**Exercise details**
Restate, word for word, every line of the data.
++++ Data records
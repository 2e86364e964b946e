//! Synchronous "run now or queue" front end.
//!
//! A call from outside any running task drains the queue on the caller's
//! thread. A call made from inside a task that this queue is currently running
//! only submits; the outer drain picks the work up once the current task
//! returns. Nested submissions therefore never grow the stack, and bursts of
//! them get a chance to coalesce.
//!
//! Callers never wait for one another. A call that finds another thread
//! draining hands its submission to that drain and returns at once.

use std::cell::RefCell;
use std::sync::Arc;
use std::sync::atomic::{AtomicU64, Ordering};

use parking_lot::Mutex;

use crate::drain::{DrainReport, drain_through};
use crate::receipt::{Submission, SubmissionReceipt};
use crate::{BoxedTask, MergingTaskQueue, QueueTask};

thread_local! {
	/// Identities of queues currently draining on this thread.
	static DRAINING: RefCell<Vec<usize>> = const { RefCell::new(Vec::new()) };
}

fn is_draining(queue: usize) -> bool {
	DRAINING.with(|draining| draining.borrow().contains(&queue))
}

/// Marks a queue as draining on the current thread until dropped.
struct DrainingGuard(usize);

impl DrainingGuard {
	fn enter(queue: usize) -> Self {
		DRAINING.with(|draining| draining.borrow_mut().push(queue));
		Self(queue)
	}
}

impl Drop for DrainingGuard {
	fn drop(&mut self) {
		DRAINING.with(|draining| {
			let mut draining = draining.borrow_mut();
			if let Some(idx) = draining.iter().rposition(|queue| *queue == self.0) {
				draining.remove(idx);
			}
		});
	}
}

/// What [`SyncTaskQueue::run_task_synchronously`] did with a task.
#[derive(Debug, Clone, Copy, PartialEq, Eq)]
pub enum SyncRun {
	/// The queue was drained on the calling thread.
	Drained(DrainReport),
	/// Another drain of this queue was active, either further up this
	/// thread's stack or on another thread; that drain runs the work.
	Deferred(Submission),
}

impl SyncRun {
	pub fn is_deferred(&self) -> bool {
		matches!(self, Self::Deferred(_))
	}
}

/// Reentrancy-safe synchronous runner over a [`MergingTaskQueue`].
#[derive(Debug, Clone, Default)]
pub struct SyncTaskQueue {
	queue: MergingTaskQueue,
	/// Held by the one active drain.
	drain: Arc<Mutex<()>>,
	/// Stamp of the latest submission made through this front end. The active
	/// drain runs everything up to it.
	handoff: Arc<AtomicU64>,
}

impl SyncTaskQueue {
	pub fn new() -> Self {
		Self::default()
	}

	/// Wraps an existing queue.
	pub fn with_queue(queue: MergingTaskQueue) -> Self {
		Self {
			queue,
			drain: Arc::new(Mutex::new(())),
			handoff: Arc::new(AtomicU64::new(0)),
		}
	}

	pub fn queue(&self) -> &MergingTaskQueue {
		&self.queue
	}

	/// Returns true while the calling thread is inside this queue's drain loop.
	pub fn is_draining_on_current_thread(&self) -> bool {
		is_draining(self.queue.identity())
	}

	/// Runs `task` now, or defers it to a drain that is already active.
	///
	/// The drain covers the work submitted through this front end up to the
	/// moment it finishes, including submissions deferred to it by other
	/// threads. Tasks added directly with [`MergingTaskQueue::add_task`] after
	/// this call started are left for the next consumer. A group that such a
	/// later `add_task` merges into runs with that later submission.
	pub fn run_task_synchronously<T: QueueTask>(&self, task: T) -> SyncRun {
		self.run_boxed(Box::new(task))
	}

	/// Boxed form of [`Self::run_task_synchronously`].
	pub fn run_boxed(&self, task: BoxedTask) -> SyncRun {
		let identity = self.queue.identity();
		let submission = self.queue.submit_boxed(task);
		// Published before probing the drain lock, so a drain that is about to
		// release it still sees this submission.
		self.handoff.fetch_max(submission.receipt.stamp(), Ordering::SeqCst);

		let held = if is_draining(identity) { None } else { self.drain.try_lock() };
		let Some(held) = held else {
			tracing::trace!(
				task_id = %submission.task_id,
				stamp = submission.receipt.stamp(),
				outcome = ?submission.outcome,
				"sync_queue.deferred"
			);
			return SyncRun::Deferred(submission);
		};

		let _guard = DrainingGuard::enter(identity);
		let mut report = DrainReport::default();
		let mut held = Some(held);
		while let Some(lock) = held.take() {
			report.absorb(drain_through(&self.queue, || self.through()));
			drop(lock);
			// Work handed off just before the release is still this caller's.
			if self.queue.has_pending_through(self.through()) {
				held = self.drain.try_lock();
			}
		}
		tracing::trace!(completed = report.completed, cancelled = report.cancelled, failed = report.failed, "sync_queue.drained");
		SyncRun::Drained(report)
	}

	fn through(&self) -> SubmissionReceipt {
		SubmissionReceipt::from_stamp(self.handoff.load(Ordering::SeqCst))
	}
}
++++++++
**Answer below**
repository 2e86364e964b946e
//! Synchronous "run now or queue" front end.
//!
//! A call from outside any running task drains the queue on the caller's
//! thread. A call made from inside a task that this queue is currently running
//! only submits; the outer drain picks the work up once the current task
//! returns. Nested submissions therefore never grow the stack, and bursts of
//! them get a chance to coalesce.
//!
//! Callers never wait for one another. A call that finds another thread
//! draining hands its submission to that drain and returns at once.

use std::cell::RefCell;
use std::sync::Arc;
use std::sync::atomic::{AtomicU64, Ordering};

use parking_lot::Mutex;

use crate::drain::{DrainReport, drain_through};
use crate::receipt::{Submission, SubmissionReceipt};
use crate::{BoxedTask, MergingTaskQueue, QueueTask};

thread_local! {
	/// Identities of queues currently draining on this thread.
	static DRAINING: RefCell<Vec<usize>> = const { RefCell::new(Vec::new()) };
}

fn is_draining(queue: usize) -> bool {
	DRAINING.with(|draining| draining.borrow().contains(&queue))
}

/// Marks a queue as draining on the current thread until dropped.
struct DrainingGuard(usize);

impl DrainingGuard {
	fn enter(queue: usize) -> Self {
		DRAINING.with(|draining| draining.borrow_mut().push(queue));
		Self(queue)
	}
}

impl Drop for DrainingGuard {
	fn drop(&mut self) {
		DRAINING.with(|draining| {
			let mut draining = draining.borrow_mut();
			if let Some(idx) = draining.iter().rposition(|queue| *queue == self.0) {
				draining.remove(idx);
			}
		});
	}
}

/// What [`SyncTaskQueue::run_task_synchronously`] did with a task.
#[derive(Debug, Clone, Copy, PartialEq, Eq)]
pub enum SyncRun {
	/// The queue was drained on the calling thread.
	Drained(DrainReport),
	/// Another drain of this queue was active, either further up this
	/// thread's stack or on another thread; that drain runs the work.
	Deferred(Submission),
}

impl SyncRun {
	pub fn is_deferred(&self) -> bool {
		matches!(self, Self::Deferred(_))
	}
}

/// Reentrancy-safe synchronous runner over a [`MergingTaskQueue`].
#[derive(Debug, Clone, Default)]
pub struct SyncTaskQueue {
	queue: MergingTaskQueue,
	/// Held by the one active drain.
	drain: Arc<Mutex<()>>,
	/// Stamp of the latest submission made through this front end. The active
	/// drain runs everything up to it.
	handoff: Arc<AtomicU64>,
}

impl SyncTaskQueue {
	pub fn new() -> Self {
		Self::default()
	}

	/// Wraps an existing queue.
	pub fn with_queue(queue: MergingTaskQueue) -> Self {
		Self {
			queue,
			drain: Arc::new(Mutex::new(())),
			handoff: Arc::new(AtomicU64::new(0)),
		}
	}

	pub fn queue(&self) -> &MergingTaskQueue {
		&self.queue
	}

	/// Returns true while the calling thread is inside this queue's drain loop.
	pub fn is_draining_on_current_thread(&self) -> bool {
		is_draining(self.queue.identity())
	}

	/// Runs `task` now, or defers it to a drain that is already active.
	///
	/// The drain covers the work submitted through this front end up to the
	/// moment it finishes, including submissions deferred to it by other
	/// threads. Tasks added directly with [`MergingTaskQueue::add_task`] after
	/// this call started are left for the next consumer. A group that such a
	/// later `add_task` merges into runs with that later submission.
	pub fn run_task_synchronously<T: QueueTask>(&self, task: T) -> SyncRun {
		self.run_boxed(Box::new(task))
	}

	/// Boxed form of [`Self::run_task_synchronously`].
	pub fn run_boxed(&self, task: BoxedTask) -> SyncRun {
		let identity = self.queue.identity();
		let submission = self.queue.submit_boxed(task);
		// Published before probing the drain lock, so a drain that is about to
		// release it still sees this submission.
		self.handoff.fetch_max(submission.receipt.stamp(), Ordering::SeqCst);

		let held = if is_draining(identity) { None } else { self.drain.try_lock() };
		let Some(held) = held else {
			tracing::trace!(
				task_id = %submission.task_id,
				stamp = submission.receipt.stamp(),
				outcome = ?submission.outcome,
				"sync_queue.deferred"
			);
			return SyncRun::Deferred(submission);
		};

		let _guard = DrainingGuard::enter(identity);
		let mut report = DrainReport::default();
		let mut held = Some(held);
		while let Some(lock) = held.take() {
			report.absorb(drain_through(&self.queue, || self.through()));
			drop(lock);
			// Work handed off just before the release is still this caller's.
			if self.queue.has_pending_through(self.through()) {
				held = self.drain.try_lock();
			}
		}
		tracing::trace!(completed = report.completed, cancelled = report.cancelled, failed = report.failed, "sync_queue.drained");
		SyncRun::Drained(report)
	}

	fn through(&self) -> SubmissionReceipt {
		SubmissionReceipt::from_stamp(self.handoff.load(Ordering::SeqCst))
	}
}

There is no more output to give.